Beautiful ways to honour a loved one at your wedding ceremony

Meghan Markle’s wedding bouquet included forget-me-nots, Diana, Princess of Wales’, favourite flowers. Prince Harry had handpicked them. I was quite moved by this detail. A subtle, gentle, heartfelt and truly personal way for Harry and Meghan to honour Harry’s mother.

How to honour a loved one at your wedding

When you are getting married you would like to be surrounded by the love of the people most near and dear to you. If one or more of these people are no longer alive, including them in a symbolic way can be a beautiful way to honour the continuous bond you have with them.

Finding a ritual that feels right for you

How you’d like to do this is a very personal decision. For some couples, a public tribute feels right whereas for others a more subtle or private option suits them best.

It’s important to find the right level of comfort, and to what extent you would like to publicly pay tribute.

Some people worry that mentioning someone who has died will dampen the mood. People who have known this person will probably feel sadness, but, more importantly, they will also feel joy and love for what this person has meant to you. However, it’s important to find the right balance as you don’t want grief overpower the day.

Getting married is an important life-event, and acknowledging that the day may evoke a range of emotions will add to the meaning and authenticity of the unique love you’re celebrating.

Considerations

Before you decide how to honour the person who has died, it’s good to consider the following:

  • What is your comfort level? What will make you (and other people who were attached to this person) overly emotional and what won’t?
  • How private or public do you want your tribute to be?
  • How would the person you are honouring feel about this? What would suit them?

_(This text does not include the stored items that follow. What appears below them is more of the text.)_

//! Persists synced positions for one task.

use std::sync::Arc;
use std::time::{Duration, Instant};

use anyhow::Result;
use checkpoint::{BinlogPosition, CheckpointStore, CheckpointTracker, SaveDecision};
use tokio::sync::Mutex;
use tracing::{debug, info, warn};

/// Writes positions through a [`CheckpointTracker`] so that what reaches
/// the store never moves backwards during one run.
pub struct Checkpointer {
    task_id: i64,
    store: Arc<dyn CheckpointStore>,
    tracker: CheckpointTracker,
    // Serializes check + write + record across the loop and the stream handler.
    write: Mutex<()>,
}

impl Checkpointer {
    pub fn new(task_id: i64, store: Arc<dyn CheckpointStore>, interval: Duration) -> Self {
        Self {
            task_id,
            store,
            tracker: CheckpointTracker::new(interval),
            write: Mutex::new(()),
        }
    }

    /// Restart the interval without writing.
    pub fn reset_interval(&self) {
        self.tracker.touch(Instant::now());
    }

    /// Persist `position` unless it is unset, unchanged or older than the last write.
    pub async fn save(&self, position: &BinlogPosition) -> Result<SaveDecision> {
        let _write = self.write.lock().await;
        let decision = self.tracker.check(position);
        match &decision {
            SaveDecision::Save => {
                self.store.save_position(self.task_id, position).await?;
                self.tracker.record(position, Instant::now());
                info!(task = self.task_id, "Position saved: {position}");
            }
            SaveDecision::SkipRegressed { persisted } => {
                warn!(
                    task = self.task_id,
                    "Not saving {position}: behind persisted {persisted}"
                );
            }
            SaveDecision::SkipUnset | SaveDecision::SkipUnchanged => {
                debug!(task = self.task_id, "Position {position} not saved: {decision:?}");
            }
        }
        Ok(decision)
    }

    /// [`save`](Self::save) once the interval has elapsed. Returns `None` when not due.
    pub async fn save_if_due(&self, position: &BinlogPosition) -> Result<Option<SaveDecision>> {
        let now = Instant::now();
        if !self.tracker.due(now) {
            return Ok(None);
        }
        // A failed write is retried on the next interval, not the next tick.
        self.tracker.touch(now);
        self.save(position).await.map(Some)
    }

    pub fn last_saved(&self) -> Option<BinlogPosition> {
        self.tracker.last_position()
    }
}
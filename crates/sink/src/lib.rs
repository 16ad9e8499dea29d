//! Sink and consumer abstraction.
//!
//! A [`Sinker`] is one destination: a filter chain, a set of consumers and
//! a failure policy. A [`Consumer`] writes the changes of one mapped table.
//! [`deliver`] applies the fan-out rules shared by every destination kind.

mod deliver;
mod traits;

pub use deliver::{deliver, dispatch_consumers, Delivery};
pub use traits::{Consumer, Sinker};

If you consider to do a public tribute inform people who were also close to the person ahead of time so they can prepare.

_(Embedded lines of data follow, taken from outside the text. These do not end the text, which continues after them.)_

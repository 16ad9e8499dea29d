use std::sync::atomic::{AtomicBool, Ordering};
use std::sync::Arc;

use anyhow::Result;
use event_filter::FilterChain;
use serde::{Deserialize, Serialize};
use sink::{Consumer, Sinker};
use sync_core::DataSource;
use tracing::{error, info, warn};

use crate::consumer::MySQLConsumer;
use crate::executor::{MySQLExecutor, PoolSettings, StatementExecutor};
use crate::mapping::TableMapping;

/// Persisted configuration of a MySQL destination.
#[derive(Debug, Clone, Serialize, Deserialize)]
#[serde(rename_all = "camelCase")]
pub struct MySQLSinkConfig {
    pub dest_datasource: DataSource,
    #[serde(default)]
    pub filters: FilterChain,
    #[serde(default)]
    pub mappings: Vec<TableMapping>,
    #[serde(default)]
    pub error_continue: bool,
}

/// A MySQL destination: one consumer per table mapping.
pub struct MySQLSink {
    name: String,
    enabled: AtomicBool,
    error_continue: bool,
    filters: FilterChain,
    consumers: Vec<Arc<dyn Consumer>>,
}

impl MySQLSink {
    pub fn new(
        name: impl Into<String>,
        error_continue: bool,
        filters: FilterChain,
        consumers: Vec<Arc<dyn Consumer>>,
    ) -> Self {
        Self {
            name: name.into(),
            enabled: AtomicBool::new(true),
            error_continue,
            filters,
            consumers,
        }
    }

    /// Build consumers for every valid mapping, all sharing `executor`.
    pub fn with_executor(
        name: impl Into<String>,
        config: &MySQLSinkConfig,
        executor: Arc<dyn StatementExecutor>,
    ) -> Self {
        let name = name.into();
        let mut consumers: Vec<Arc<dyn Consumer>> = Vec::with_capacity(config.mappings.len());
        for mapping in &config.mappings {
            if let Err(e) = mapping.validate() {
                error!(sink = %name, "Ignoring table mapping: {e}");
                continue;
            }
            let consumer_name = format!("{name}:{}->{}", mapping.src_table, mapping.dst_table());
            consumers.push(Arc::new(MySQLConsumer::new(
                consumer_name,
                mapping.clone(),
                executor.clone(),
            )));
        }
        if consumers.is_empty() {
            warn!(sink = %name, "Destination has no usable table mappings");
        }
        Self::new(name, config.error_continue, config.filters.clone(), consumers)
    }

    /// Connect to the destination and build its consumers.
    pub async fn connect(
        name: impl Into<String>,
        config: &MySQLSinkConfig,
        settings: &PoolSettings,
    ) -> Result<Self> {
        let name = name.into();
        let executor = MySQLExecutor::connect(&config.dest_datasource, settings).await?;
        let sink = Self::with_executor(name, config, Arc::new(executor));
        info!(
            sink = %sink.name,
            consumers = sink.consumers.len(),
            filters = sink.filters.len(),
            "Destination ready"
        );
        Ok(sink)
    }
}

impl Sinker for MySQLSink {
    fn name(&self) -> &str {
        &self.name
    }

    fn enabled(&self) -> bool {
        self.enabled.load(Ordering::Acquire)
    }

    fn disable(&self) {
        if self.enabled.swap(false, Ordering::AcqRel) {
            warn!(sink = %self.name, "Destination disabled");
        }
    }

    fn error_continue(&self) -> bool {
        self.error_continue
    }

    fn filters(&self) -> &FilterChain {
        &self.filters
    }

    fn consumers(&self) -> &[Arc<dyn Consumer>] {
        &self.consumers
    }
}

#[cfg(test)]
mod tests {
    use super::*;
    use crate::testing::{Failure, MemoryExecutor};
    use sink::{deliver, Delivery};
    use sync_core::{ChangeAction, ChangeEvent, ColumnDef, RowValue};

    fn config(json: &str) -> MySQLSinkConfig {
        serde_json::from_str(json).unwrap()
    }

    fn insert(table: &str, id: i64) -> ChangeEvent {
        ChangeEvent::new(
            "shop",
            table,
            ChangeAction::Insert,
            vec![ColumnDef::new("id", 0, true)],
            vec![vec![RowValue::Int(id)]],
        )
    }

    #[test]
    fn test_config_parses_filters_and_mappings() {
        let cfg = config(
            r#"{
                "destDatasource": {"host": "db2", "port": 3306, "username": "u", "password": "p", "database": "copy"},
                "filters": [{"type": "table", "ignoreActions": ["delete"]}],
                "mappings": [{"srcTable": "orders"}, {"srcTable": "users", "dstTable": "members"}],
                "errorContinue": true
            }"#,
        );
        assert!(cfg.error_continue);
        assert_eq!(cfg.filters.len(), 1);
        assert_eq!(cfg.mappings[1].dst_table(), "members");
        assert_eq!(cfg.dest_datasource.database.as_deref(), Some("copy"));
    }

    #[test]
    fn test_invalid_mappings_are_skipped() {
        let cfg = config(
            r#"{"destDatasource": {"host": "h", "username": "u"},
                "mappings": [{"srcTable": ""}, {"srcTable": "orders"}]}"#,
        );
        let sink = MySQLSink::with_executor("d1", &cfg, Arc::new(MemoryExecutor::new()));
        assert_eq!(sink.consumers().len(), 1);
        assert_eq!(sink.consumers()[0].name(), "d1:orders->orders");
    }

    #[tokio::test]
    async fn test_routes_events_by_table() {
        let db = Arc::new(
            MemoryExecutor::new()
                .with_table("orders", &["id"])
                .with_table("members", &["id"]),
        );
        let cfg = config(
            r#"{"destDatasource": {"host": "h", "username": "u"},
                "mappings": [{"srcTable": "orders"}, {"srcTable": "users", "dstTable": "members"}]}"#,
        );
        let sink = MySQLSink::with_executor("d1", &cfg, db.clone());

        assert_eq!(deliver(&sink, &insert("orders", 1)).await, Delivery::Applied { consumers: 1 });
        assert_eq!(deliver(&sink, &insert("users", 7)).await, Delivery::Applied { consumers: 1 });
        assert_eq!(deliver(&sink, &insert("items", 3)).await, Delivery::Applied { consumers: 0 });
        assert_eq!(db.rows("orders").len(), 1);
        assert_eq!(db.rows("members")[0]["id"], RowValue::Int(7));
    }

    #[tokio::test]
    async fn test_write_failure_disables_unless_error_continue() {
        let db = Arc::new(MemoryExecutor::new().with_table("orders", &["id"]));
        db.set_failure(Failure::Always);

        let strict = config(r#"{"destDatasource": {"host": "h", "username": "u"}, "mappings": [{"srcTable": "orders"}]}"#);
        let sink = MySQLSink::with_executor("strict", &strict, db.clone());
        assert_eq!(deliver(&sink, &insert("orders", 1)).await, Delivery::FailedDisabled);
        assert!(!sink.enabled());

        let lenient = config(r#"{"destDatasource": {"host": "h", "username": "u"}, "mappings": [{"srcTable": "orders"}], "errorContinue": true}"#);
        let sink = MySQLSink::with_executor("lenient", &lenient, db);
        assert_eq!(deliver(&sink, &insert("orders", 1)).await, Delivery::FailedContinuing);
        assert!(sink.enabled());
    }
}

Personally, I prefer a subtle way of honouring a loved one during your wedding ceremony. An empty chair with a photo of the deceased might work for some, for me this would put too much focus on that person’s absence, rather than their presence in love and spirit.

Ten examples of how to honour a loved one at your wedding ceremony

Here are some examples of honouring a loved one during your wedding ceremony, from private and subtle to more public.

1.   Say a silent prayer or do a meditation before the ceremony

2.   Keep a wedding flower and lay this after your wedding day on the person’s grave or another place that reminds you of them

3.   Add the person’s favourite flower(s) to your buttonhole or wedding bouquet

4.   Wear a piece of jewellery or accessory that belonged to the person

5.   Carry a family heirloom with you down the aisle

6.   Add a small photo of the person to your wedding bouquet

7.   Light a candle during the ceremony in remembrance of the person

8.   Remember them with a few words at the start of the ceremony

  • For example, by sharing what they would have said or done if they were here

9.   Read a text or play a piece of music that reminds you of them

10. Include the person in a symbolic ritual. For example:

  • Add a colour to your sand ceremony to symbolise your ongoing unity with them
  • Include a ribbon in your hand-fasting ceremony to symbolise their continuous bond with you
  • Include their favourite food or drink in a blessing ritual to symbolise their presence

How have you honoured someone dear to you during your wedding ceremony, and how did that feel? Or, if you are planning your wedding, what are your thoughts?

Share your comments below!

2 thoughts on “Beautiful ways to honour a loved one at your wedding ceremony

  • This resonates with me. I lost my mum in March 2021 to MND. She was only diagnosed late in 2020. Her illness progressed awfully quickly, 2020 was a really awful year. I was supposed to get married to my partner on 20 June 2020. COVID-19 wouldn’t have permitted it, however, I know. But even so – it now looms over me that had I have gotten married, mum would’ve potentially been there on the day. And now she isn’t ever going to be. Truly saddening.

    • I am so sorry to learn about your Mum, my condolences. It’s so hard no only to grieve the loss of your Mum but also the loss of other things including her not being there on your special day. I wish you will find a way to honour and remember her when you celebrate your love, and that in a way you may feel her presence and how incredibly proud she would be of you.